This Section 6 shall only restrict Employee’s activities with respect to (i) actual or potential customers and actual business partners of the Company and/or the Partnership with whom Employee had direct contact or business dealings or indirect contact or business dealings (through the supervision of
    


other employees) in the twenty-four (24) months preceding the termination of Employee’s Service for any reason, or (ii) actual or potential customers and actual business partners of the Company and/or the Partnership about whom Employee learned Confidential Information in the twenty-four (24) months preceding the termination of Employee’s Service for any reason.
(f)    Employee specifically recognizes and affirms that the provisions of Section 6 are material and essential terms of this Agreement. Employee further acknowledges and agrees that if the restrictive covenants found in Section 6 are determined to be invalid or unenforceable for any reason whatsoever by a court of competent jurisdiction in an action between Employee and the Company, then the Company shall be entitled to receive from Employee all Restrictive Covenant Units held by Employee. In the event Employee has sold any or all of the Restrictive Covenant Units obtained under this Agreement, then the Company shall be entitled to receive from Employee a payment equal to the fair market value of the Restrictive Covenant Units on the date of sale, transfer or other disposition.
(g)    Employee acknowledges and agrees that the Company will suffer irreparable harm if Employee breaches any of the obligations under this Section 6, and that monetary damages would be impossible to quantify and inadequate to compensate the Company for such a breach. Accordingly, Employee agrees that in the event of a breach, or a threatened breach, by Employee of any of the provisions of this Section 6, the Company shall be entitled to seek, in addition to any other rights, remedies or damages available to the Company at law or in equity, a temporary and permanent injunction, without having to prove damages, in order to prevent or restrain any such breach, or threatened breach, by Employee, or by any or all of Employee’s partners, employers, employees, servants, agents, representatives and any other Persons directly or indirectly acting for, or on behalf of, or in concert with, Employee, and that the Company shall be entitled to seek all of its costs and expenses incurred in obtaining such relief including reasonable attorneys’ and client legal costs and disbursements.
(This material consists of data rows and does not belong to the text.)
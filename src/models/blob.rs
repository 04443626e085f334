//! Value types exchanged with a blob store.

use bytes::Bytes;
use chrono::{DateTime, Utc};
use serde::{Deserialize, Serialize};
use std::collections::BTreeMap;

/// Custom (user-defined) attributes stored alongside a blob.
pub type CustomMetadata = BTreeMap<String, String>;

/// HTTP-level metadata preserved across moves.
#[derive(Serialize, Deserialize, Clone, Debug, Default, PartialEq, Eq)]
#[serde(rename_all = "camelCase")]
pub struct HttpMetadata {
    pub content_type: Option<String>,
}

/// Lowercase hex MD5 of a payload, as stored in blob etags.
pub fn payload_etag(body: &[u8]) -> String {
    format!("{:x}", md5::compute(body))
}

/// A blob with its body, as returned by `get`.
#[derive(Clone, Debug)]
pub struct BlobObject {
    pub key: String,
    pub body: Bytes,
    pub http_metadata: HttpMetadata,
    pub custom_metadata: CustomMetadata,
    pub size: u64,
    /// Lowercase hex MD5 of the body.
    pub etag: String,
    pub uploaded: DateTime<Utc>,
}

/// Blob attributes without the body, as returned by `head` and `list`.
#[derive(Serialize, Clone, Debug, PartialEq)]
#[serde(rename_all = "camelCase")]
pub struct BlobHead {
    pub key: String,
    pub size: u64,
    pub etag: String,
    pub uploaded: DateTime<Utc>,
    pub http_metadata: HttpMetadata,
    pub custom_metadata: CustomMetadata,
}

impl From<&BlobObject> for BlobHead {
    fn from(obj: &BlobObject) -> Self {
        Self {
            key: obj.key.clone(),
            size: obj.size,
            etag: obj.etag.clone(),
            uploaded: obj.uploaded,
            http_metadata: obj.http_metadata.clone(),
            custom_metadata: obj.custom_metadata.clone(),
        }
    }
}

#[derive(Clone, Debug, Default)]
pub struct PutOptions {
    pub http_metadata: Option<HttpMetadata>,
    pub custom_metadata: Option<CustomMetadata>,
}

impl PutOptions {
    /// Options for a JSON document write.
    pub fn json() -> Self {
        Self {
            http_metadata: Some(HttpMetadata {
                content_type: Some("application/json".into()),
            }),
            custom_metadata: None,
        }
    }
}

#[derive(Clone, Debug)]
pub struct ListOptions {
    pub prefix: Option<String>,
    pub cursor: Option<String>,
    pub limit: usize,
}

/// One page of a listing.
#[derive(Serialize, Clone, Debug, Default)]
#[serde(rename_all = "camelCase")]
pub struct ListPage {
    pub objects: Vec<BlobHead>,
    pub truncated: bool,
    pub cursor: Option<String>,
}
(h)    Employee hereby agrees that all restrictions contained in this Section 6 are reasonable, valid, and necessary to protect the Company’s and the Partnership’s Confidential Information, goodwill, and proprietary business interests. Employee further agrees never to file any lawsuit, claim or counterclaim challenging or otherwise seeking to modify or restrict the covenants set forth in Section 6 of this Agreement; provided nothing herein shall prohibit or prevent Employee from filing an answer or asserting any affirmative defense in any proceeding or lawsuit initiated by any party against Employee. Nevertheless, if any of the aforesaid restrictions is found by a court having jurisdiction to be unreasonable, over broad as to geographic area or time or otherwise unenforceable, the Parties intend for the
    


restrictions therein set forth to be modified by such court so as to be reasonable and enforceable and, as so modified by the court, to be fully enforced. If any covenant or provision of this Section 6 is determined to be void or unenforceable in whole or in part, for any reason, it shall be deemed not to affect or impair the validity of any other covenant or provision of this Agreement, which shall remain in full force and effect. The provisions of this Section 6 shall remain in full force and effect notwithstanding the termination of this Agreement for any reason.
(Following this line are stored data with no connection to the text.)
//! End-to-end tests over the document and corpus pipeline.

use cnx_core::{
    extract_items, process_corpus, process_document, read_document, DocumentRecord, LineItem,
    PageDecoder, PdfError, RawDocument, RebateIndex, TOTAL_MARKER,
};
use pretty_assertions::assert_eq;

/// Decoder stub that always fails, standing in for an unreadable PDF.
struct FailingDecoder;

impl PageDecoder for FailingDecoder {
    fn decode(&self, _data: &[u8]) -> Result<Vec<String>, PdfError> {
        Err(PdfError::Parse("not a PDF".to_string()))
    }
}

const CREDIT_NOTE_7001: &str = "\
CN NO : 7001
1.1 ABC-123 2 10.00 20.00
AS Some Product
SN:XYZ789
INVOICE: 555
Total: 20.00";

const REBATE_8002: &str = "\
CN NO : 8002
REBATE FOR INVOICE: 555 99.99
REBATE FOR INVOICE: 556 10.00";

#[test]
fn test_single_item_document_end_to_end() {
    let items = extract_items(CREDIT_NOTE_7001);
    assert_eq!(
        items,
        vec![LineItem {
            no: "1.1".to_string(),
            part_no: "ABC-123".to_string(),
            product: "AS Some Product".to_string(),
            serial: "XYZ789".to_string(),
            fob: "20.00".to_string(),
            invoice: "555".to_string(),
        }]
    );

    let records = process_document("cn_7001.pdf", CREDIT_NOTE_7001, &RebateIndex::default());
    assert_eq!(
        records,
        vec![
            DocumentRecord {
                file: "cn_7001.pdf".to_string(),
                product: "AS Some Product".to_string(),
                product_line: String::new(),
                serial: "XYZ789".to_string(),
                part_no: "ABC-123".to_string(),
                fob: "20.00".to_string(),
                cn_fob: "7001".to_string(),
                cn_landing: String::new(),
                landing_cost: String::new(),
            },
            DocumentRecord {
                file: "cn_7001.pdf".to_string(),
                product: String::new(),
                product_line: String::new(),
                serial: String::new(),
                part_no: TOTAL_MARKER.to_string(),
                fob: "20.00".to_string(),
                cn_fob: "7001".to_string(),
                cn_landing: String::new(),
                landing_cost: String::new(),
            },
        ]
    );
}

#[test]
fn test_rebate_index_maps_both_invoices_to_one_credit_note() {
    let index = RebateIndex::build([REBATE_8002]);

    assert_eq!(index.len(), 2);
    let first = index.get("555").unwrap();
    assert_eq!(first.credit_note, "8002");
    assert_eq!(first.landing_cost, "99.99");
    let second = index.get("556").unwrap();
    assert_eq!(second.credit_note, "8002");
    assert_eq!(second.landing_cost, "10.00");
}

#[test]
fn test_document_without_anchors_has_no_totals_row() {
    let text = "CN NO : 7002\nCredit Note Remark: NB\nTotal: 99.00";
    assert!(process_document("no_items.pdf", text, &RebateIndex::default()).is_empty());
}

#[test]
fn test_three_items_produce_four_records_ending_in_totals() {
    let text = "\
CN NO : 7020
1.1 AA-1 1 10.00
1.2 BB-2 1 20.00
1.3 CC-3 1 30.00
Total: 60.00";
    let records = process_document("triple.pdf", text, &RebateIndex::default());

    assert_eq!(records.len(), 4);
    assert!(records[..3].iter().all(|r| !r.is_total()));
    assert!(records[3].is_total());
    assert_eq!(records[3].part_no, TOTAL_MARKER);
    assert_eq!(records[3].fob, "60.00");
}

#[test]
fn test_rebate_correlation_applies_to_every_record() {
    let text = "\
CN NO : 7030
1.1 AA-1 1 10.00
INVOICE: 12345
Total: 10.00";
    let index = RebateIndex::build(["CN NO : 99\nREBATE FOR INVOICE: 12345 100.50"]);
    let records = process_document("matched.pdf", text, &index);

    assert_eq!(records.len(), 2);
    for record in &records {
        assert_eq!(record.cn_landing, "99");
    }
    assert_eq!(records[1].landing_cost, "100.50");
}

#[test]
fn test_landing_cost_sum_ignores_item_order() {
    let forward = "\
CN NO : 7010
1.1 AA-1 1 10.00
INVOICE: 111
1.2 BB-2 1 20.00
INVOICE: 222
Total: 30.00";
    let reversed = "\
CN NO : 7010
1.1 BB-2 1 20.00
INVOICE: 222
1.2 AA-1 1 10.00
INVOICE: 111
Total: 30.00";
    let index = RebateIndex::build([
        "CN NO : 8900\nREBATE FOR INVOICE: 111 33.34\nREBATE FOR INVOICE: 222 66.67",
    ]);

    let a = process_document("forward.pdf", forward, &index);
    let b = process_document("reversed.pdf", reversed, &index);

    assert_eq!(a.last().unwrap().landing_cost, "100.01");
    assert_eq!(b.last().unwrap().landing_cost, "100.01");
}

#[test]
fn test_rebate_document_never_yields_records() {
    let text = "\
CN NO : 8002
1.1 ABC-123 2 10.00 20.00
AS Some Product
Total: 20.00
REBATE FOR INVOICE: 555 99.99";
    assert!(process_document("rebate.pdf", text, &RebateIndex::default()).is_empty());

    let result = process_corpus(&[RawDocument::new("rebate.pdf", vec![text.to_string()])]);
    assert_eq!(result.stats.rebate_files, 1);
    assert_eq!(result.stats.records, 0);
}

#[test]
fn test_corpus_correlates_across_documents() {
    let docs = vec![
        RawDocument::new("cn_7001.pdf", vec![CREDIT_NOTE_7001.to_string()]),
        RawDocument::new("rebate_8002.pdf", vec![REBATE_8002.to_string()]),
    ];
    let result = process_corpus(&docs);

    assert_eq!(result.stats.files, 2);
    assert_eq!(result.stats.processed, 1);
    assert_eq!(result.stats.rebate_files, 1);
    assert_eq!(result.stats.records, 2);
    assert_eq!(result.records[0].cn_landing, "8002");
    assert_eq!(result.records[1].landing_cost, "99.99");
}

#[test]
fn test_reprocessing_is_byte_identical() {
    let docs = vec![
        RawDocument::new("rebate_8002.pdf", vec![REBATE_8002.to_string()]),
        RawDocument::new("cn_7001.pdf", vec![CREDIT_NOTE_7001.to_string()]),
    ];

    let first = serde_json::to_vec(&process_corpus(&docs).records).unwrap();
    let second = serde_json::to_vec(&process_corpus(&docs).records).unwrap();
    assert_eq!(first, second);
}

#[test]
fn test_lookahead_crosses_page_markers() {
    let doc = RawDocument::new(
        "two_pages.pdf",
        vec![
            "CN NO : 7005\n1.1 KB-100 1 5.00".to_string(),
            "SN:AA11\nINVOICE: 601\nTotal: 5.00".to_string(),
        ],
    );
    let text = doc.text();
    assert!(text.contains("=== PAGE 1 ==="));
    assert!(text.contains("=== PAGE 2 ==="));

    let items = extract_items(&text);
    assert_eq!(items.len(), 1);
    assert_eq!(items[0].serial, "AA11");
    assert_eq!(items[0].invoice, "601");
    assert_eq!(items[0].fob, "5.00");
}

#[test]
fn test_undecodable_input_flows_through_as_empty() {
    let doc = read_document(&FailingDecoder, "garbage.pdf", b"junk");
    assert_eq!(doc.name, "garbage.pdf");
    assert_eq!(doc.text(), "");

    let result = process_corpus(&[doc]);
    assert_eq!(result.stats.files, 1);
    assert_eq!(result.stats.processed, 0);
    assert_eq!(result.stats.records, 0);
}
7.    Company's Property. Employee agrees to promptly make full written disclosure to the Company, hold in trust for the sole right and benefit of the Company, and hereby assign to the Company, or its designee, all of Employee’s right, title, and interest in and to any and all inventions, original works of authorship, developments, concepts, improvements or trade secrets, whether or not patentable or registrable under copyright or similar laws, which Employee may solely or jointly conceived or developed or reduced to practice, or caused to be conceived or developed or reduced to practice, during the term of employment with the Company (or any predecessor of the Company) that in any way are reasonably related to the Company’s existing or proposed business, products or research and development (collectively referred to as “Inventions”). Employee further acknowledges that all such original works of authorship made by Employee (solely or jointly with others) within the scope of and during the term of employment and which are protectable by copyright are “works made for hire,” as that term is defined in the United States Copyright Act. Employee represents that Employee has no right, title or interest in any Inventions created prior to employment with the Company.
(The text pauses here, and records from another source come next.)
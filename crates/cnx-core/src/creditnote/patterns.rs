//! Regex patterns and line filters for the ASUS credit note layout.

use lazy_static::lazy_static;
use regex::Regex;

lazy_static! {
    // Document-level fields
    pub static ref CN_NO: Regex = Regex::new(
        r"CN NO\s*:\s*(\d+)"
    ).unwrap();

    pub static ref REMARK: Regex = Regex::new(
        r"Credit Note Remark:\s*(.+?)(?:\r?\n|$)"
    ).unwrap();

    pub static ref GRAND_TOTAL: Regex = Regex::new(
        r"Total:\s*([\d,]+\.?\d*)"
    ).unwrap();

    // Item table: sequence number, part number, quantity, free remainder
    pub static ref ITEM_ANCHOR: Regex = Regex::new(
        r"^(\d+\.\d+)\s+([A-Z0-9\-]+)\s+(\d+)\s+(.+)$"
    ).unwrap();

    // Prefix form of the anchor, used as an early stop in lookahead scans
    pub static ref ITEM_STOP: Regex = Regex::new(
        r"^\d+\.\d+\s+[A-Z0-9\-]+\s+\d+\s+"
    ).unwrap();

    // Comma-grouped number with optional decimals
    pub static ref NUMBER: Regex = Regex::new(
        r"[\d,]+\.?\d*"
    ).unwrap();

    // Item lookahead fields
    pub static ref SERIAL_NO: Regex = Regex::new(
        r"SN:([A-Z0-9]+)"
    ).unwrap();

    pub static ref MEMO_NO: Regex = Regex::new(
        r"MEMO:([A-Z0-9]+)"
    ).unwrap();

    pub static ref INVOICE_NO: Regex = Regex::new(
        r"(?i)INVOICE[:\s]+(\d+)"
    ).unwrap();

    // Rebate documents
    pub static ref REBATE_LINE: Regex = Regex::new(
        r"REBATE FOR INVOICE:\s*(\d+)\s+([\d,.]+)"
    ).unwrap();
}

/// Literal marking a document as a REBATE mapping document.
pub const REBATE_TAG: &str = "REBATE FOR INVOICE:";

/// Line prefixes passed over while scanning for a product description.
pub const DESCRIPTION_SKIP: &[&str] = &["Model:", "===", "No ", "Page", "SO:", "Note:"];

/// Line prefixes passed over while scanning for a serial number. Mostly
/// letterhead and address boilerplate that sits between the item table
/// and the serial note lines.
pub const SERIAL_SKIP: &[&str] = &[
    "===",
    "Page:",
    "CN#",
    "No Description",
    "ASUS GLOBAL",
    "10 Changi",
    "Reg. No",
    "Credit Note",
    "To :",
    "Address",
    "Attn",
    "Fax",
    "Date",
    "CN Reason",
    "Credit Note Remark",
];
Employee represents that Employee has returned to the Company all written and electronic records, communications, reports, and other materials and data (whether or not they contain Confidential Information), including any copies or reproductions thereof, and all other property or tangible items, such as computer equipment, purchasing cards and telephone cards, that belong to the Company or the Partnership and are in Employee's possession or under Employee's control. After returning all such property, Employee shall delete or destroy all electronic copies located on his personal computer, iPad, Microsoft Surface, or other electronic device.
8.    Confidentiality of Agreement. Employee agrees not to discuss, disclose, or otherwise communicate any of the terms of this Agreement, including without limitation the amounts of the payments or other consideration provided, to anyone except to Employee’s attorney, tax advisor and Employee’s spouse, if any, or as required by law. Employee understands and agrees that, as a result of this binding promise of strict confidentiality, Employee may not hereafter discuss or otherwise communicate with, among other persons, any of the Company’s or the Partnership’s current or former employees regarding the terms, including the payments or other consideration, included in this Agreement. The foregoing restrictions in this Section 8 shall not apply to Employee’s utilization of internal Company or Partnership
    


reporting procedures, or with respect to Employee’s communication with federal, state, or local governmental agencies as may be legally required or otherwise protected by law.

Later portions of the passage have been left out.